--- THE DATA Enclosed Below ---

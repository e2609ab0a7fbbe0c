//! Error types for task management.

use std::path::PathBuf;

use thiserror::Error;

/// Maximum title length in characters.
pub const MAX_TITLE_LEN: usize = 100;

/// Maximum description length in characters.
pub const MAX_DESCRIPTION_LEN: usize = 200;

/// Highest allowed progress percentage.
pub const MAX_PROGRESS: u8 = 100;

/// Rejected input: a blank identifier or a field outside its allowed range.
#[derive(Debug, Clone, Error, PartialEq, Eq)]
pub enum ValidationError {
    /// The task id is empty or whitespace.
    #[error("task id cannot be empty")]
    EmptyId,

    /// The title is longer than [`MAX_TITLE_LEN`].
    #[error("title cannot exceed {max} characters (got {length})")]
    TitleTooLong { length: usize, max: usize },

    /// The description is longer than [`MAX_DESCRIPTION_LEN`].
    #[error("description cannot exceed {max} characters (got {length})")]
    DescriptionTooLong { length: usize, max: usize },

    #[error("progress must be between 0 and {max} (got {value})")]
    ProgressOutOfRange { value: u8, max: u8 },

    #[error("estimated hours cannot be negative (got {value})")]
    NegativeEstimate { value: i32 },
}

/// Errors returned by the store and the service.
#[derive(Debug, Error)]
pub enum TaskError {
    #[error(transparent)]
    Validation(#[from] ValidationError),

    /// No task has the given id.
    #[error("task with id '{0}' not found")]
    NotFound(String),

    /// Writing the backing file failed.
    #[error("failed to save tasks to {}", .path.display())]
    Persistence {
        path: PathBuf,
        #[source]
        source: std::io::Error,
    },
}

impl TaskError {
    pub fn is_validation(&self) -> bool {
        matches!(self, TaskError::Validation(_))
    }

    pub fn is_not_found(&self) -> bool {
        matches!(self, TaskError::NotFound(_))
    }
}

/// Result alias for store and service operations.
pub type Result<T> = std::result::Result<T, TaskError>;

--- End of Enclosed THE DATA ---

Show the lines above that include "bool".

= TASK RESPONSE =
    pub fn is_validation(&self) -> bool {
    pub fn is_not_found(&self) -> bool {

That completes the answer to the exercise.